I am using Tamino 3.1 and am trying to create a database with the Reuters Corpus which consists of 800 000 separate xml files. The Data Loader only seems to load documents one at a time.
Is ther another utility that I could use, or am I just using the Data Loader in the wrong way?
hello couturier,
i assume that your observation is right, if you feed the java loader multiple files it will load them one at a time.
for the scenario you are describing, it is probably best to pre-process all your individual files and put them in the mass loader (inoxmld) format.
this looks like this (i hope the bulletin boards doesnt turn any : colons into smilies)
<?xml version="1.0" encoding="utf-8" ?>
<ino:request xmlns:ino=“http://namespaces.softwareag.com/tamino/response2”>
<ino:object ino:docname=‘’>
…
</ino:object>
<ino:object ino:docname=‘’>
…
</ino:object>
</ino:request>
if you want to determine the format yourself, simply unload some documents, either with the inoxmld, or with the java loader, there you have to specify the format -loadReqest and you can specify a query to limit the amount of files unloaded.

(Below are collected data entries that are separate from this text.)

#![forbid(unsafe_code)]

//! Shared handle to a [`Document`].
//!
//! Behaviors, the scanner and the host all touch the same document. The
//! handle keeps every borrow short: callers go through [`SharedDocument::read`]
//! and [`SharedDocument::write`], and event listeners always run after the
//! borrow used to collect them has been released, so a listener may mutate
//! the document freely.
//!
//! # Failure Modes
//!
//! - **Nested borrow**: calling `write` from inside a `read`/`write` closure
//!   panics (RefCell rules). Listeners never run inside one.

use crate::document::{Document, DomError, ElementId};
use crate::event::{DomEvent, EventKind, ListenerId};
use std::cell::RefCell;
use std::rc::Rc;

/// Reference-counted document handle. Clones share the same document.
#[derive(Clone, Debug, Default)]
pub struct SharedDocument {
    inner: Rc<RefCell<Document>>,
}

impl SharedDocument {
    #[must_use]
    pub fn new(document: Document) -> Self {
        Self {
            inner: Rc::new(RefCell::new(document)),
        }
    }

    /// Run `f` with shared access to the document.
    pub fn read<R>(&self, f: impl FnOnce(&Document) -> R) -> R {
        f(&self.inner.borrow())
    }

    /// Run `f` with exclusive access to the document.
    pub fn write<R>(&self, f: impl FnOnce(&mut Document) -> R) -> R {
        f(&mut self.inner.borrow_mut())
    }

    /// Whether both handles point at the same document.
    #[must_use]
    pub fn ptr_eq(&self, other: &Self) -> bool {
        Rc::ptr_eq(&self.inner, &other.inner)
    }

    /// Register a listener on `id`.
    pub fn add_listener(
        &self,
        id: ElementId,
        kind: EventKind,
        callback: impl Fn(&DomEvent) + 'static,
    ) -> Result<ListenerId, DomError> {
        self.write(|doc| doc.add_listener(id, kind, Rc::new(callback)))
    }

    pub fn remove_listener(&self, id: ElementId, listener: ListenerId) -> bool {
        self.write(|doc| doc.remove_listener(id, listener))
    }

    /// Dispatch an element event. Returns the number of listeners invoked.
    pub fn dispatch(&self, target: ElementId, kind: EventKind) -> usize {
        self.dispatch_with_value(target, kind, None)
    }

    /// Dispatch an event carrying a form value (change/input).
    pub fn dispatch_with_value(&self, target: ElementId, kind: EventKind, value: Option<&str>) -> usize {
        let path = self.read(|doc| doc.event_path(target, kind, value));
        tracing::trace!(target_element = %target, kind = kind.as_str(), listeners = path.len(), "dispatch");
        for (callback, event) in &path {
            callback(event);
        }
        path.len()
    }
}
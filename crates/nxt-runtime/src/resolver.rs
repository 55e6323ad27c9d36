#![forbid(unsafe_code)]

//! Namespace resolution against the live stores.
//!
//! | Namespace | Source |
//! |-----------|--------|
//! | `cart` | cart store, plus derived `isEmpty`, `hasItems`, `itemCount` |
//! | `package` | `campaign.packages[*]` whose `ref_id` matches the package context |
//! | `campaign`, `order`, `selection`, `shipping` | the store of the same name |
//! | `param` | URL parameter store |
//!
//! Functions: `cart.hasItem(id)`, `cart.itemQuantity(id)`.

use crate::store::Stores;
use nxt_attr::eval::display_string;
use nxt_attr::{Namespace, NamespaceResolver, PropertyPath, json_path};
use serde_json::Value;

/// Resolves condition and display paths for one element.
#[derive(Debug, Clone, Copy)]
pub struct StoreResolver<'a> {
    stores: &'a Stores,
    package_id: Option<&'a str>,
}

impl<'a> StoreResolver<'a> {
    #[must_use]
    pub fn new(stores: &'a Stores) -> Self {
        Self {
            stores,
            package_id: None,
        }
    }

    /// Resolve `package.*` against this package id.
    #[must_use]
    pub fn with_package(mut self, package_id: Option<&'a str>) -> Self {
        self.package_id = package_id;
        self
    }
}

impl NamespaceResolver for StoreResolver<'_> {
    fn resolve(&self, path: &PropertyPath) -> Option<Value> {
        match path.namespace()? {
            Namespace::Cart => {
                let cart = self.stores.cart.get_state();
                derived_cart_value(&cart, &path.property).or_else(|| json_path(&cart, &path.property))
            }
            Namespace::Package => {
                let id = self.package_id?;
                let campaign = self.stores.campaign.get_state();
                let package = find_package(&campaign, id)?;
                json_path(&package, &path.property)
            }
            Namespace::Campaign => self.stores.campaign.with_state(|v| json_path(v, &path.property)),
            Namespace::Order => self.stores.order.with_state(|v| json_path(v, &path.property)),
            Namespace::Selection => self.stores.selection.with_state(|v| json_path(v, &path.property)),
            Namespace::Shipping => self.stores.shipping.with_state(|v| json_path(v, &path.property)),
            Namespace::Param => self.stores.params.with_state(|v| json_path(v, &path.property)),
        }
    }

    fn call(&self, object: &str, method: &str, args: &[Value]) -> Option<Value> {
        if Namespace::parse(object)? != Namespace::Cart {
            return None;
        }
        let id = display_string(args.first()?);
        let cart = self.stores.cart.get_state();
        match method {
            "hasItem" => Some(Value::Bool(find_item(&cart, &id).is_some())),
            "itemQuantity" => Some(Value::from(find_item(&cart, &id).map_or(0, item_quantity))),
            _ => None,
        }
    }
}

fn derived_cart_value(cart: &Value, property: &str) -> Option<Value> {
    let count = cart_item_count(cart);
    match property {
        "isEmpty" => Some(Value::Bool(count == 0)),
        "hasItems" => Some(Value::Bool(count > 0)),
        "itemCount" => Some(Value::from(count)),
        _ => None,
    }
}

fn id_matches(candidate: Option<&Value>, id: &str) -> bool {
    candidate.is_some_and(|v| !v.is_null() && display_string(v) == id)
}

/// The campaign package whose `ref_id` (or `id`) equals `id`.
#[must_use]
pub fn find_package(campaign: &Value, id: &str) -> Option<Value> {
    campaign
        .get("packages")?
        .as_array()?
        .iter()
        .find(|p| id_matches(p.get("ref_id"), id) || id_matches(p.get("id"), id))
        .cloned()
}

/// The cart line for package `id`.
#[must_use]
pub fn find_item<'a>(cart: &'a Value, id: &str) -> Option<&'a Value> {
    cart.get("items")?
        .as_array()?
        .iter()
        .find(|item| id_matches(item.get("packageId"), id))
}

/// Quantity of one cart line (missing → 1).
#[must_use]
pub fn item_quantity(item: &Value) -> u64 {
    item.get("quantity").and_then(Value::as_u64).unwrap_or(1)
}

/// Sum of line quantities.
#[must_use]
pub fn cart_item_count(cart: &Value) -> u64 {
    cart.get("items")
        .and_then(Value::as_array)
        .map_or(0, |items| items.iter().map(item_quantity).sum())
}
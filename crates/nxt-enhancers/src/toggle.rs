#![forbid(unsafe_code)]

//! `data-next-toggle`: click adds the package to the cart, or removes it
//! when it is already there.
//!
//! The package is the attribute value, or the package context when the
//! value is empty or `true`. The element carries `next-in-cart` while the
//! package is in the cart.

use crate::cart_ops;
use nxt_attr::vocab;
use nxt_dom::EventKind;
use nxt_runtime::{Enhancer, EnhancerBase, EnhancerError, EnhancerModule, ResolveContext, ResolveError};

pub const IN_CART_CLASS: &str = "next-in-cart";

#[derive(Debug, Default)]
pub struct ToggleEnhancer {
    package_id: String,
}

impl ToggleEnhancer {
    #[must_use]
    pub fn package_id(&self) -> &str {
        &self.package_id
    }

    fn sync(&self, base: &EnhancerBase) -> Result<(), EnhancerError> {
        let in_cart = cart_ops::in_cart(base.stores(), &self.package_id);
        base.toggle_class(IN_CART_CLASS, in_cart)
    }
}

impl Enhancer for ToggleEnhancer {
    fn name(&self) -> &'static str {
        "toggle"
    }

    fn initialize(&mut self, base: &mut EnhancerBase) -> Result<(), EnhancerError> {
        self.package_id = crate::target_package(base, Some(vocab::TOGGLE))?;
        let cart = base.stores().cart.clone();
        base.subscribe(&cart);

        let stores = base.stores().clone();
        let id = self.package_id.clone();
        base.listen(EventKind::Click, move |_| {
            if cart_ops::in_cart(&stores, &id) {
                cart_ops::remove_item(&stores, &id);
            } else {
                cart_ops::add_item(&stores, &id, 1);
            }
        })?;
        self.sync(base)
    }

    fn update(&mut self, base: &mut EnhancerBase) -> Result<(), EnhancerError> {
        self.sync(base)
    }

    fn cleanup(&mut self, base: &mut EnhancerBase) {
        if let Err(err) = base.toggle_class(IN_CART_CLASS, false) {
            tracing::debug!(element = %base.element(), error = %err, "toggle cleanup skipped");
        }
    }
}

#[derive(Debug, Default)]
pub struct ToggleModule;

impl EnhancerModule for ToggleModule {
    fn name(&self) -> &'static str {
        "toggle"
    }

    fn construct(&self, _: &ResolveContext<'_>) -> Result<Box<dyn Enhancer>, ResolveError> {
        Ok(Box::new(ToggleEnhancer::default()))
    }
}
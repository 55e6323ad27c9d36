#![forbid(unsafe_code)]

//! Subscribable state containers.
//!
//! # Design
//!
//! [`Store<T>`] is a shared, version-tracked value. Behaviors see only two
//! methods: [`get_state`](Store::get_state) for a snapshot and
//! [`subscribe`](Store::subscribe) for change notification. Writers (the
//! host, or cart operations triggered by user input) use
//! [`set_state`](Store::set_state) and [`update`](Store::update).
//!
//! Subscribers are held weakly; the strong side lives in the returned
//! [`Subscription`], so dropping the guard is the unsubscribe.
//!
//! | Operation | Complexity |
//! |-----------|------------|
//! | `get_state` | O(clone) |
//! | `set_state` | O(S) subscribers |
//! | `subscribe` | O(1) amortized |
//!
//! # Failure Modes
//!
//! - **Writes from a subscriber**: allowed. No borrow is held while callbacks
//!   run, so the nested write notifies immediately and the outer loop then
//!   finishes with the value it snapshotted.

use serde_json::{Value, json};
use std::cell::RefCell;
use std::rc::{Rc, Weak};

type CallbackRc<T> = Rc<dyn Fn(&T)>;
type CallbackWeak<T> = Weak<dyn Fn(&T)>;

struct StoreInner<T> {
    name: &'static str,
    state: T,
    version: u64,
    subscribers: Vec<CallbackWeak<T>>,
}

/// A named, shared state container. Clones share state and subscribers.
pub struct Store<T> {
    inner: Rc<RefCell<StoreInner<T>>>,
}

impl<T> Clone for Store<T> {
    fn clone(&self) -> Self {
        Self {
            inner: Rc::clone(&self.inner),
        }
    }
}

impl<T: std::fmt::Debug> std::fmt::Debug for Store<T> {
    fn fmt(&self, f: &mut std::fmt::Formatter<'_>) -> std::fmt::Result {
        let inner = self.inner.borrow();
        f.debug_struct("Store")
            .field("name", &inner.name)
            .field("state", &inner.state)
            .field("version", &inner.version)
            .finish_non_exhaustive()
    }
}

impl<T: Clone + PartialEq + 'static> Store<T> {
    #[must_use]
    pub fn new(name: &'static str, state: T) -> Self {
        Self {
            inner: Rc::new(RefCell::new(StoreInner {
                name,
                state,
                version: 0,
                subscribers: Vec::new(),
            })),
        }
    }

    #[must_use]
    pub fn name(&self) -> &'static str {
        self.inner.borrow().name
    }

    /// Snapshot of the current state.
    #[must_use]
    pub fn get_state(&self) -> T {
        self.inner.borrow().state.clone()
    }

    /// Read the state without cloning it.
    pub fn with_state<R>(&self, f: impl FnOnce(&T) -> R) -> R {
        f(&self.inner.borrow().state)
    }

    /// Replace the state. Equal values do not notify.
    pub fn set_state(&self, state: T) {
        {
            let mut inner = self.inner.borrow_mut();
            if inner.state == state {
                return;
            }
            inner.state = state;
            inner.version += 1;
        }
        self.notify();
    }

    /// Mutate the state in place; notifies only if it changed.
    pub fn update(&self, f: impl FnOnce(&mut T)) {
        let changed = {
            let mut inner = self.inner.borrow_mut();
            let before = inner.state.clone();
            f(&mut inner.state);
            let changed = inner.state != before;
            if changed {
                inner.version += 1;
            }
            changed
        };
        if changed {
            self.notify();
        }
    }

    /// Call `callback` with the new state after every change.
    pub fn subscribe(&self, callback: impl Fn(&T) + 'static) -> Subscription {
        let strong: CallbackRc<T> = Rc::new(callback);
        self.inner.borrow_mut().subscribers.push(Rc::downgrade(&strong));
        Subscription {
            store: self.name(),
            _guard: Box::new(strong),
        }
    }

    /// Increments once per state change.
    #[must_use]
    pub fn version(&self) -> u64 {
        self.inner.borrow().version
    }

    /// Live subscribers.
    #[must_use]
    pub fn subscriber_count(&self) -> usize {
        self.inner
            .borrow()
            .subscribers
            .iter()
            .filter(|w| w.strong_count() > 0)
            .count()
    }

    fn notify(&self) {
        let (callbacks, state): (Vec<CallbackRc<T>>, T) = {
            let mut inner = self.inner.borrow_mut();
            inner.subscribers.retain(|w| w.strong_count() > 0);
            let callbacks = inner.subscribers.iter().filter_map(Weak::upgrade).collect();
            (callbacks, inner.state.clone())
        };
        for callback in &callbacks {
            callback(&state);
        }
    }
}

/// Guard for a store subscription. Dropping it unsubscribes.
pub struct Subscription {
    store: &'static str,
    _guard: Box<dyn std::any::Any>,
}

impl Subscription {
    /// Name of the store this subscription belongs to.
    #[must_use]
    pub fn store(&self) -> &'static str {
        self.store
    }
}

impl std::fmt::Debug for Subscription {
    fn fmt(&self, f: &mut std::fmt::Formatter<'_>) -> std::fmt::Result {
        f.debug_struct("Subscription")
            .field("store", &self.store)
            .finish_non_exhaustive()
    }
}

// ---------------------------------------------------------------------------
// Named stores
// ---------------------------------------------------------------------------

/// The store set behaviors may read and subscribe to.
///
/// Business stores hold JSON documents owned by the host; `clock` holds
/// seconds since the runtime started and is published by the runtime.
#[derive(Clone, Debug)]
pub struct Stores {
    pub cart: Store<Value>,
    pub campaign: Store<Value>,
    pub checkout: Store<Value>,
    pub order: Store<Value>,
    pub profile: Store<Value>,
    pub config: Store<Value>,
    pub attribution: Store<Value>,
    pub params: Store<Value>,
    pub selection: Store<Value>,
    pub shipping: Store<Value>,
    pub clock: Store<u64>,
}

impl Default for Stores {
    fn default() -> Self {
        Self::new()
    }
}

impl Stores {
    /// Empty stores with the shapes behaviors expect.
    #[must_use]
    pub fn new() -> Self {
        Self {
            cart: Store::new("cart", json!({"items": [], "subtotal": 0, "total": 0})),
            campaign: Store::new("campaign", json!({"packages": []})),
            checkout: Store::new("checkout", json!({})),
            order: Store::new("order", json!({})),
            profile: Store::new("profile", json!({})),
            config: Store::new("config", json!({})),
            attribution: Store::new("attribution", json!({})),
            params: Store::new("params", json!({})),
            selection: Store::new("selection", json!({})),
            shipping: Store::new("shipping", json!({})),
            clock: Store::new("clock", 0),
        }
    }

    /// Look up a JSON store by name. `param` is accepted for `params`.
    #[must_use]
    pub fn by_name(&self, name: &str) -> Option<&Store<Value>> {
        match name {
            "cart" => Some(&self.cart),
            "campaign" => Some(&self.campaign),
            "checkout" => Some(&self.checkout),
            "order" => Some(&self.order),
            "profile" => Some(&self.profile),
            "config" => Some(&self.config),
            "attribution" => Some(&self.attribution),
            "params" | "param" => Some(&self.params),
            "selection" => Some(&self.selection),
            "shipping" => Some(&self.shipping),
            _ => None,
        }
    }
}
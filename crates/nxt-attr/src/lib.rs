#![forbid(unsafe_code)]

//! Attribute parsing for the nxt enhancement runtime.
//!
//! - [`value`]: raw attribute string → typed [`AttributeValue`].
//! - [`condition`]: the `data-next-show`/`data-next-hide` condition language.
//! - [`eval`]: evaluating compiled conditions against live data.
//! - [`rules`]: attribute set → ordered [`EnhancerTypeSet`].
//! - [`vocab`]: every attribute name the runtime understands.

pub mod condition;
pub mod eval;
pub mod rules;
pub mod value;
pub mod vocab;

pub use condition::{
    ConditionError, ConditionExpression, Namespace, Operator, PropertyPath, compile_condition,
    try_compile_condition,
};
pub use eval::{NamespaceResolver, evaluate, is_truthy, json_path};
pub use rules::{AttributeLookup, EnhancerRule, EnhancerType, EnhancerTypeSet, RULES, enhancer_types_for, rule_for};
pub use value::{AttributeValue, InferredType, classify};
#![forbid(unsafe_code)]

//! `data-next-cart-items`: one row per cart line.
//!
//! ```text
//! <div data-next-cart-items>
//!   <div data-next-template hidden>        ← prototype, never enhanced
//!     <span>{item.name}</span>
//!     <span>{item.lineTotal}</span>
//!     <button data-next-remove-item>x</button>
//!   </div>
//!   <p data-next-empty-template>Empty</p>  ← shown while the cart is empty
//! </div>
//! ```
//!
//! Each render removes the previous rows, clones the prototype once per
//! line, substitutes `{item.*}` placeholders in attributes and text, tags
//! the row with `data-next-package-id` and asks the scanner to enhance it.
//! Rows are not enhanced by the initial scan.
//!
//! Placeholders: `packageId`, `name`, `quantity`, `price`, `lineTotal`, and
//! any other field of the line. Unknown fields render empty.

use crate::format::{DisplayFormat, render_value};
use nxt_attr::vocab;
use nxt_attr::eval::as_number;
use nxt_dom::{Document, DomError, ElementId};
use nxt_runtime::resolver::item_quantity;
use nxt_runtime::{Enhancer, EnhancerBase, EnhancerError, EnhancerModule, ResolveContext, ResolveError};
use serde_json::{Value, json};

pub const EMPTY_CLASS: &str = "next-cart-empty";

const OPEN: &str = "{item.";

/// Replace `{item.<field>}` placeholders using `field`.
#[must_use]
pub fn substitute(text: &str, field: impl Fn(&str) -> String) -> String {
    let mut out = String::with_capacity(text.len());
    let mut rest = text;
    while let Some(start) = rest.find(OPEN) {
        let after = &rest[start + OPEN.len()..];
        let Some(end) = after.find('}') else {
            break;
        };
        out.push_str(&rest[..start]);
        out.push_str(&field(&after[..end]));
        rest = &after[end + 1..];
    }
    out.push_str(rest);
    out
}

/// Placeholder value for one cart line.
fn line_field(item: &Value, name: &str, currency: &str) -> String {
    let value = match name {
        "quantity" => Some(json!(item_quantity(item))),
        "lineTotal" => {
            let price = item.get("price").and_then(as_number).unwrap_or(0.0);
            Some(json!(price * item_quantity(item) as f64))
        }
        _ => item.get(name).cloned(),
    };
    render_value(value.as_ref(), DisplayFormat::Auto, name, currency)
}

fn package_id_text(item: &Value) -> Option<String> {
    match item.get("packageId")? {
        Value::String(s) => Some(s.clone()),
        Value::Number(n) => Some(n.to_string()),
        _ => None,
    }
}

#[derive(Debug, Default)]
pub struct CartItemsEnhancer {
    prototype: Option<ElementId>,
    empty: Option<ElementId>,
    rows: Vec<ElementId>,
}

impl CartItemsEnhancer {
    #[must_use]
    pub fn rows(&self) -> &[ElementId] {
        &self.rows
    }

    fn clear_rows(&mut self, doc: &mut Document) -> Result<(), DomError> {
        for row in self.rows.drain(..) {
            if doc.contains_element(row) {
                doc.remove(row)?;
            }
        }
        Ok(())
    }

    fn build_row(doc: &mut Document, prototype: ElementId, item: &Value, currency: &str) -> Result<ElementId, DomError> {
        let row = doc.deep_clone(prototype)?;
        for id in doc.subtree(row) {
            let attrs: Vec<(String, String)> = doc
                .attributes(id)
                .iter()
                .filter(|(_, v)| v.contains(OPEN))
                .cloned()
                .collect();
            for (name, value) in attrs {
                let value = substitute(&value, |f| line_field(item, f, currency));
                doc.set_attribute(id, &name, &value)?;
            }
            if let Some(text) = doc.text(id).filter(|t| t.contains(OPEN)).map(str::to_string) {
                doc.set_text(id, &substitute(&text, |f| line_field(item, f, currency)))?;
            }
        }
        doc.remove_attribute(row, vocab::TEMPLATE)?;
        doc.set_hidden(row, false)?;
        if let Some(id) = package_id_text(item) {
            doc.set_attribute(row, vocab::PACKAGE_ID, &id)?;
        }
        Ok(row)
    }

    fn render(&mut self, base: &EnhancerBase) -> Result<(), EnhancerError> {
        let Some(prototype) = self.prototype else {
            return Ok(());
        };
        let items = base
            .stores()
            .cart
            .with_state(|cart| cart.get("items").and_then(Value::as_array).cloned().unwrap_or_default());
        let currency = base.config().default_currency.clone();
        let container = base.element();
        let empty = self.empty;

        let rows = base.write(|doc| -> Result<Vec<ElementId>, DomError> {
            self.clear_rows(doc)?;
            let mut rows = Vec::with_capacity(items.len());
            for item in &items {
                let row = Self::build_row(doc, prototype, item, &currency)?;
                doc.append_child(container, row)?;
                rows.push(row);
            }
            if let Some(empty) = empty {
                doc.set_hidden(empty, !items.is_empty())?;
            }
            doc.toggle_class(container, EMPTY_CLASS, items.is_empty())?;
            Ok(rows)
        })?;

        for row in &rows {
            base.request_enhance(*row);
        }
        tracing::debug!(element = %container, rows = rows.len(), "cart rows rendered");
        self.rows = rows;
        Ok(())
    }
}

impl Enhancer for CartItemsEnhancer {
    fn name(&self) -> &'static str {
        "cart-items"
    }

    fn initialize(&mut self, base: &mut EnhancerBase) -> Result<(), EnhancerError> {
        let container = base.element();
        let (prototype, empty) = base.read(|doc| {
            let find = |attr: &str| {
                doc.descendants(container)
                    .into_iter()
                    .find(|id| doc.has_attribute(*id, attr))
            };
            (find(vocab::TEMPLATE), find(vocab::EMPTY_TEMPLATE))
        });
        let prototype = prototype.ok_or(EnhancerError::MissingAttribute(vocab::TEMPLATE))?;
        base.write(|doc| doc.set_hidden(prototype, true))?;
        self.prototype = Some(prototype);
        self.empty = empty;

        let cart = base.stores().cart.clone();
        base.subscribe(&cart);
        self.render(base)
    }

    fn update(&mut self, base: &mut EnhancerBase) -> Result<(), EnhancerError> {
        self.render(base)
    }

    fn cleanup(&mut self, base: &mut EnhancerBase) {
        if let Err(err) = base.write(|doc| self.clear_rows(doc)) {
            tracing::debug!(element = %base.element(), error = %err, "cart rows already gone");
        }
    }
}

#[derive(Debug, Default)]
pub struct CartItemsModule;

impl EnhancerModule for CartItemsModule {
    fn name(&self) -> &'static str {
        "cart-items"
    }

    fn construct(&self, _: &ResolveContext<'_>) -> Result<Box<dyn Enhancer>, ResolveError> {
        Ok(Box::new(CartItemsEnhancer::default()))
    }
}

the inoxmld mass loader is very efficient for initially loading a database with large amounts of documents.
hope this helps.
andreas f.
silly smilies, just as i assumed.
the ino:object is of course an i n o : o b j e c t .
i’ll try again here:
<?xml version="1.0" encoding="utf-8" ?>
<ino:request xmlns:ino="http://namespaces.softwareag.com/tamino/response2">
<ino:object ino:docname=''>
<PAYLOAD>...</PAYLOAD>
</ino:object>
<ino:object ino:docname=''>
<PAYLOAD>...</PAYLOAD>
</ino:object>
</ino:request>
Thanks for the help, Andreas
Once I understood that PAYLOAD was meant to represent my data rather than a container for my data, things worked great!